2. I hope Jonathan Papelbon was appropriately scolded for taking out his frustrations last night on the water cooler. If he wants to kick something, he should know to start with Julio Lugo and go from there. Sometimes I can't believe the Sox won a World Series with that high-strung, scatter-armed mediocrity playing shortstop. You'd think he'd have screwed it up along the way.
3. All right, Dice-K, I give up. Just when I think he's on the verge of establishing himself as a legitimate, consistent No. 2 starter, he goes out and coughs up an excruciating five-inning, 109-pitch, eight-walk hairball, ends up with the win anyway, and I end up as perplexed as usual with this ridiculously enigmatic pitcher.
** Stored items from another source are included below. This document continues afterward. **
#![allow(dead_code)]

use std::fs;
use std::path::{Path, PathBuf};
use std::sync::Arc;
use std::time::{Duration, Instant};

use tempfile::TempDir;
use tsvault::group::GroupBuilder;
use tsvault::{GroupConfig, Record, StorageGroup};

/// Opens a group under the temp dir with a slow TTL sweeper so tests
/// control every sweep themselves.
pub fn open_group(dir: &TempDir, config: GroupConfig) -> Arc<StorageGroup> {
    open_group_with(dir, config, |b| b)
}

pub fn open_group_with(
    dir: &TempDir,
    config: GroupConfig,
    customize: impl FnOnce(GroupBuilder) -> GroupBuilder,
) -> Arc<StorageGroup> {
    let builder = GroupBuilder::new("root.sg")
        .with_data_root(dir.path())
        .with_config(config.with_ttl_check_interval(Duration::from_secs(3600)));
    customize(builder).build().unwrap()
}

/// Polls `cond` until it holds or the timeout elapses.
pub fn wait_until(mut cond: impl FnMut() -> bool, timeout: Duration) -> bool {
    let deadline = Instant::now() + timeout;
    while Instant::now() < deadline {
        if cond() {
            return true;
        }
        std::thread::sleep(Duration::from_millis(10));
    }
    cond()
}

/// Fabricates a sealed data file with the requested name, device range,
/// and historical versions by running it through a scratch group, then
/// parks it (plus its `.resource` sidecar) under `staging`.
pub fn make_sealed_file(
    staging: &Path,
    name: &str,
    device: &str,
    points: &[(i64, f64)],
    versions: &[u64],
) -> PathBuf {
    let scratch = TempDir::new().unwrap();
    let group = GroupBuilder::new("staging.sg")
        .with_data_root(scratch.path())
        .with_config(GroupConfig::default().with_ttl_check_interval(Duration::from_secs(3600)))
        .build()
        .unwrap();
    for (ts, value) in points {
        group
            .insert(&Record::single(device, "m1", *ts, *value))
            .unwrap();
    }
    group.sync_close_all();

    let produced = group.sequence_files()[0].clone();
    if !versions.is_empty() {
        produced.set_historical_versions(versions.iter().copied().collect());
        produced.write_resource_file().unwrap();
    }
    let original_name = produced.file_name();

    let inbox = staging.join(format!("{name}.inbox"));
    fs::create_dir_all(&inbox).unwrap();
    group.move_file(&original_name, &inbox).unwrap();
    group.close().unwrap();

    let src = inbox.join(&original_name);
    let dst = staging.join(name);
    fs::rename(&src, &dst).unwrap();
    fs::rename(
        format!("{}.resource", src.display()),
        format!("{}.resource", dst.display()),
    )
    .unwrap();
    let _ = fs::remove_dir(&inbox);
    dst
}

/// Plants a sealed file directly into the group's sequential layout, for
/// tests that need exact file names before the group is opened.
pub fn place_sequence_file(
    dir: &TempDir,
    name: &str,
    device: &str,
    points: &[(i64, f64)],
    versions: &[u64],
) {
    let staging = dir.path().join("staging");
    fs::create_dir_all(&staging).unwrap();
    let made = make_sealed_file(&staging, name, device, points, versions);

    let target_dir = dir
        .path()
        .join("data")
        .join("sequence")
        .join("root.sg")
        .join("0");
    fs::create_dir_all(&target_dir).unwrap();
    fs::rename(&made, target_dir.join(name)).unwrap();
    fs::rename(
        format!("{}.resource", made.display()),
        format!("{}.resource", target_dir.join(name).display()),
    )
    .unwrap();
}
use std::fs;

use tempfile::TempDir;
use tsvault::resource::FileResource;
use tsvault::{DataPoint, GroupConfig, Record};

mod common;
use common::{make_sealed_file, open_group, place_sequence_file};

#[test]
fn overlapping_load_lands_in_the_unsequential_bucket() {
    let dir = TempDir::new().unwrap();
    place_sequence_file(&dir, "100-1-0.tsd", "d1", &[(10, 1.0), (30, 2.0)], &[]);
    let group = open_group(&dir, GroupConfig::default());

    let staged = make_sealed_file(
        &dir.path().join("incoming"),
        "200-7-0.tsd",
        "d1",
        &[(20, 5.0), (40, 6.0)],
        &[],
    );
    let resource = FileResource::staged(staged).unwrap();
    group.load(resource).unwrap();

    assert_eq!(group.sequence_files().len(), 1);
    let unseq = group.unsequence_files();
    assert_eq!(unseq.len(), 1);
    assert_eq!(unseq[0].file_name(), "200-7-0.tsd");
    assert_eq!(
        unseq[0].read_points("d1", "m1").unwrap(),
        vec![DataPoint::new(20, 5.0), DataPoint::new(40, 6.0)]
    );

    group.close().unwrap();
}

#[test]
fn fitting_load_keeps_its_name_between_neighbors() {
    let dir = TempDir::new().unwrap();
    place_sequence_file(&dir, "100-1-0.tsd", "d1", &[(10, 1.0), (20, 2.0)], &[]);
    place_sequence_file(&dir, "300-2-0.tsd", "d1", &[(50, 5.0), (60, 6.0)], &[]);
    let group = open_group(&dir, GroupConfig::default());

    let staged = make_sealed_file(
        &dir.path().join("incoming"),
        "250-5-0.tsd",
        "d1",
        &[(30, 3.0), (40, 4.0)],
        &[],
    );
    group.load(FileResource::staged(staged).unwrap()).unwrap();

    let names: Vec<String> = group
        .sequence_files()
        .iter()
        .map(|r| r.file_name())
        .collect();
    assert_eq!(names, vec!["100-1-0.tsd", "250-5-0.tsd", "300-2-0.tsd"]);

    group.close().unwrap();
}

#[test]
fn misnamed_load_is_renamed_to_the_midpoint() {
    let dir = TempDir::new().unwrap();
    place_sequence_file(&dir, "100-1-0.tsd", "d1", &[(10, 1.0), (20, 2.0)], &[]);
    place_sequence_file(&dir, "300-2-0.tsd", "d1", &[(50, 5.0), (60, 6.0)], &[]);
    let group = open_group(&dir, GroupConfig::default());

    // Fits between the neighbors by device range, but its name time (400)
    // does not; it takes the midpoint time and the successor's version.
    let staged = make_sealed_file(
        &dir.path().join("incoming"),
        "400-5-0.tsd",
        "d1",
        &[(30, 3.0), (40, 4.0)],
        &[],
    );
    group.load(FileResource::staged(staged).unwrap()).unwrap();

    let names: Vec<String> = group
        .sequence_files()
        .iter()
        .map(|r| r.file_name())
        .collect();
    assert_eq!(names, vec!["100-1-0.tsd", "200-2-0.tsd", "300-2-0.tsd"]);

    group.close().unwrap();
}

#[test]
fn loading_an_already_present_file_is_a_no_op() {
    let dir = TempDir::new().unwrap();
    place_sequence_file(&dir, "100-1-0.tsd", "d1", &[(10, 1.0)], &[]);
    let group = open_group(&dir, GroupConfig::default());

    let staged = make_sealed_file(
        &dir.path().join("incoming"),
        "100-1-0.tsd",
        "d1",
        &[(99, 9.0)],
        &[],
    );
    group.load(FileResource::staged(staged.clone()).unwrap()).unwrap();

    assert_eq!(group.sequence_files().len(), 1);
    assert!(group.unsequence_files().is_empty());
    assert!(staged.exists(), "staged file must be left untouched");

    group.close().unwrap();
}

#[test]
fn load_for_sync_always_appends_sequentially() {
    let dir = TempDir::new().unwrap();
    let group = open_group(&dir, GroupConfig::default());

    let staged = make_sealed_file(
        &dir.path().join("incoming"),
        "100-1-0.tsd",
        "d1",
        &[(10, 1.0), (20, 2.0)],
        &[],
    );
    group.load_for_sync(FileResource::staged(staged).unwrap()).unwrap();

    assert_eq!(group.sequence_files().len(), 1);
    // The watermark now reflects the loaded data: an equal timestamp must
    // route unsequentially.
    assert_eq!(group.latest_flushed_time(0, "d1"), 20);
    group.insert(&Record::single("d1", "m1", 20, 9.0)).unwrap();
    let (seq_work, unseq_work) = group.working_partitions();
    assert!(seq_work.is_empty());
    assert_eq!(unseq_work, vec![0]);

    group.close().unwrap();
}

#[test]
fn duplicate_versions_are_detected_through_the_catalog() {
    let dir = TempDir::new().unwrap();
    place_sequence_file(&dir, "100-1-0.tsd", "d1", &[(10, 1.0)], &[1, 2, 3]);
    let group = open_group(&dir, GroupConfig::default());

    let staged = make_sealed_file(
        &dir.path().join("incoming"),
        "500-9-0.tsd",
        "d1",
        &[(100, 9.0)],
        &[1, 2],
    );
    let resource = FileResource::staged(staged).unwrap();

    assert!(group.is_file_already_present(&resource, 0));

    // Without the reduction feature the file is still placed as-is.
    group.load(resource).unwrap();
    assert_eq!(group.sequence_files().len(), 2);

    group.close().unwrap();
}

#[test]
fn reduction_drops_files_covered_by_the_loaded_one() {
    let dir = TempDir::new().unwrap();
    place_sequence_file(&dir, "100-1-0.tsd", "d1", &[(10, 1.0)], &[1, 2]);
    let group = open_group(
        &dir,
        GroupConfig::default().with_reduce_overlap_on_load(true),
    );
    let superseded_path = group.sequence_files()[0].path();

    let staged = make_sealed_file(
        &dir.path().join("incoming"),
        "500-9-0.tsd",
        "d1",
        &[(100, 9.0)],
        &[1, 2, 3],
    );
    group.load(FileResource::staged(staged).unwrap()).unwrap();

    let names: Vec<String> = group
        .sequence_files()
        .iter()
        .map(|r| r.file_name())
        .collect();
    assert_eq!(names, vec!["500-9-0.tsd"]);
    assert!(!superseded_path.exists(), "superseded file must be removed");

    group.close().unwrap();
}

#[test]
fn delete_file_removes_a_named_file_from_disk_and_index() {
    let dir = TempDir::new().unwrap();
    let group = open_group(&dir, GroupConfig::default());

    group.insert(&Record::single("d1", "m1", 10, 1.0)).unwrap();
    group.sync_close_all();
    let resource = group.sequence_files()[0].clone();
    let name = resource.file_name();
    let path = resource.path();

    assert!(group.delete_file(&name));
    assert!(group.sequence_files().is_empty());
    assert!(!path.exists());
    assert!(!fs::exists(format!("{}.resource", path.display())).unwrap());

    assert!(!group.delete_file(&name), "second removal finds nothing");
    group.close().unwrap();
}

#[test]
fn teardown_wipes_every_group_folder() {
    let dir = TempDir::new().unwrap();
    let group = open_group(&dir, GroupConfig::default());

    group.insert(&Record::single("d1", "m1", 10, 1.0)).unwrap();
    group.sync_close_all();
    group.insert(&Record::single("d1", "m1", 5, 2.0)).unwrap();
    group.sync_close_all();

    group.sync_delete_data_files();
    assert!(group.sequence_files().is_empty());
    assert!(group.unsequence_files().is_empty());
    assert!(!dir.path().join("data").join("sequence").join("root.sg").exists());
    assert!(!dir.path().join("data").join("unsequence").join("root.sg").exists());

    group.close().unwrap();
}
And enigmatic is the right word - just look at his stats this season: 5 wins, 0 losses, just 22 hits in 40 innings, a 2.43 ERA, and a 1.20 WHIP. Outstanding, right? Yup . . . until you notice the 33/27 K/BB ratio, which is both alarming and inexcusable. Like I said, I give up. I can't solve this mystery. I'll leave that to John Farrell.
4. I almost feel sorry for Matt Walsh, who it seems to me is about to be exposed as an insecure, scorned braggart who simply wanted to feel more important than he is or ever will be. (The key word there is "almost.") I hope all the Easterbrooks and Kings who have been reveling in this controversy, often at the expense of logic and facts, have their mea culpas ready now that it's apparent that Walsh didn't have anything more than what the Patriots already divulged.
5. The early scouting report on NESN newcomer Heidi Watney: Certainly easier on the eyes than, say, Eric Frede, but in terms of baseball knowledge I suspect she's going to make Tina Cervasio look like Buster Olney. And that's no easy feat.
6. The more I hear about Jerod Mayo, the more I think he's exactly what we've been wishing for at linebacker the past couple of seasons, and all things considered it's a pretty damn intriguing rookie class. For the first time since the David Tyree Experience, I'm excited about the Patriots again.
7. Shhh, don't tell McCarver: Derek Jeter, a month shy of his 34th birthday, has no home runs and no stolen bases this season. Fortunately, the eyes remain as calm as ever, and his .316 batting average will dupe those who don't know any better into thinking he's been productive.
8. Barry Zito's transformation into Steve Avery circa 1997 is officially complete. I give ESPN's Keith Law complete credit for calling this one. He took a lot of heat a year ago for ranking Zito below the likes of Ted Lilly prior to the beginning of free agency. He looks pretty prescient now, and while J.P. Ricciardi might not agree, I'd sure rather have Law running my team than, say, Brian Sabean.
9. I'm willing to give Ray Allen the benefit of the doubt for his Game 1 whitewash, for a couple of reasons: 1) I expect he'll bounce back in the next game or two with a vintage shooting performance, because there's no freakin' way Wally Szczerbiak is stopping him again. 2) he's made the biggest personal sacrifice on the court of any Celtic this season, basically becoming a spot-up jump shooter after years of having the offense run through him, and for his quiet selflessness I couldn't respect him more.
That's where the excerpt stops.